*** Opening of Data for processing ***

use regex::Regex;
use std::sync::{Arc, LazyLock};

use crate::color_scale::QuantizeScale;
use crate::models::{
    AdverseEffect, AssociationRow, DataTypeScore, DetectionMethod, DiseaseAssociation, DiseaseRef, EffectGroup,
    Gene2PhenotypeEvidence, IntOgenEvidence, Interaction, InteractionEvidence, LowLevelPathway, OrganSystem,
    PhewasEvidence, SafetyReference, SafetyRisk, TopLevelPathway,
};
use crate::ontology::OntologyGraph;
use crate::projection::{find_score, Category, CategoryVocabulary, ColumnDef, DisplayValue, Link, NA_LABEL};

static WORD_SEPARATOR: LazyLock<Regex> =
    LazyLock::new(|| Regex::new(r"[^A-Za-z0-9]+|([a-z0-9])([A-Z])").expect("valid separator pattern"));

/// `ACUTE_DOSING` and `acuteDosing` both become `Acute dosing`.
pub fn humanize_key(key: &str) -> String {
    let spaced = WORD_SEPARATOR.replace_all(key, |caps: &regex::Captures| match (caps.get(1), caps.get(2)) {
        (Some(lower), Some(upper)) => format!("{} {}", lower.as_str(), upper.as_str()),
        _ => " ".to_string(),
    });
    let lowered = spaced.trim().to_lowercase();
    let mut chars = lowered.chars();
    match chars.next() {
        Some(first) => first.to_uppercase().chain(chars).collect(),
        None => String::new(),
    }
}

/// `DEVELOPMENTAL disorder` becomes `Developmental disorder`.
pub fn sentence_case(text: &str) -> String {
    let lowered = text.to_lowercase();
    let mut chars = lowered.chars();
    match chars.next() {
        Some(first) => first.to_uppercase().chain(chars).collect(),
        None => String::new(),
    }
}

fn disease_url(id: &str) -> String {
    format!("https://platform.opentargets.org/disease/{}", id)
}

fn disease_link(disease: &DiseaseRef) -> DisplayValue {
    DisplayValue::Link(Link::new(&disease.name, disease_url(&disease.id)))
}

fn number_or_na(value: Option<f64>) -> DisplayValue {
    match value {
        Some(n) if n.is_finite() => DisplayValue::Number(n),
        _ => DisplayValue::text(NA_LABEL),
    }
}

fn epmc_url(pubmed_id: &str) -> String {
    format!("https://europepmc.org/article/MED/{}", pubmed_id)
}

*** Close of Data for processing ***

## Your instructions
Nothing should be dropped or changed, so repeat all of the entries exactly.

## Response for this exercise
use regex::Regex;
use std::sync::{Arc, LazyLock};

use crate::color_scale::QuantizeScale;
use crate::models::{
    AdverseEffect, AssociationRow, DataTypeScore, DetectionMethod, DiseaseAssociation, DiseaseRef, EffectGroup,
    Gene2PhenotypeEvidence, IntOgenEvidence, Interaction, InteractionEvidence, LowLevelPathway, OrganSystem,
    PhewasEvidence, SafetyReference, SafetyRisk, TopLevelPathway,
};
use crate::ontology::OntologyGraph;
use crate::projection::{find_score, Category, CategoryVocabulary, ColumnDef, DisplayValue, Link, NA_LABEL};

static WORD_SEPARATOR: LazyLock<Regex> =
    LazyLock::new(|| Regex::new(r"[^A-Za-z0-9]+|([a-z0-9])([A-Z])").expect("valid separator pattern"));

/// `ACUTE_DOSING` and `acuteDosing` both become `Acute dosing`.
pub fn humanize_key(key: &str) -> String {
    let spaced = WORD_SEPARATOR.replace_all(key, |caps: &regex::Captures| match (caps.get(1), caps.get(2)) {
        (Some(lower), Some(upper)) => format!("{} {}", lower.as_str(), upper.as_str()),
        _ => " ".to_string(),
    });
    let lowered = spaced.trim().to_lowercase();
    let mut chars = lowered.chars();
    match chars.next() {
        Some(first) => first.to_uppercase().chain(chars).collect(),
        None => String::new(),
    }
}

/// `DEVELOPMENTAL disorder` becomes `Developmental disorder`.
pub fn sentence_case(text: &str) -> String {
    let lowered = text.to_lowercase();
    let mut chars = lowered.chars();
    match chars.next() {
        Some(first) => first.to_uppercase().chain(chars).collect(),
        None => String::new(),
    }
}

fn disease_url(id: &str) -> String {
    format!("https://platform.opentargets.org/disease/{}", id)
}

fn disease_link(disease: &DiseaseRef) -> DisplayValue {
    DisplayValue::Link(Link::new(&disease.name, disease_url(&disease.id)))
}

fn number_or_na(value: Option<f64>) -> DisplayValue {
    match value {
        Some(n) if n.is_finite() => DisplayValue::Number(n),
        _ => DisplayValue::text(NA_LABEL),
    }
}

fn epmc_url(pubmed_id: &str) -> String {
    format!("https://europepmc.org/article/MED/{}", pubmed_id)
}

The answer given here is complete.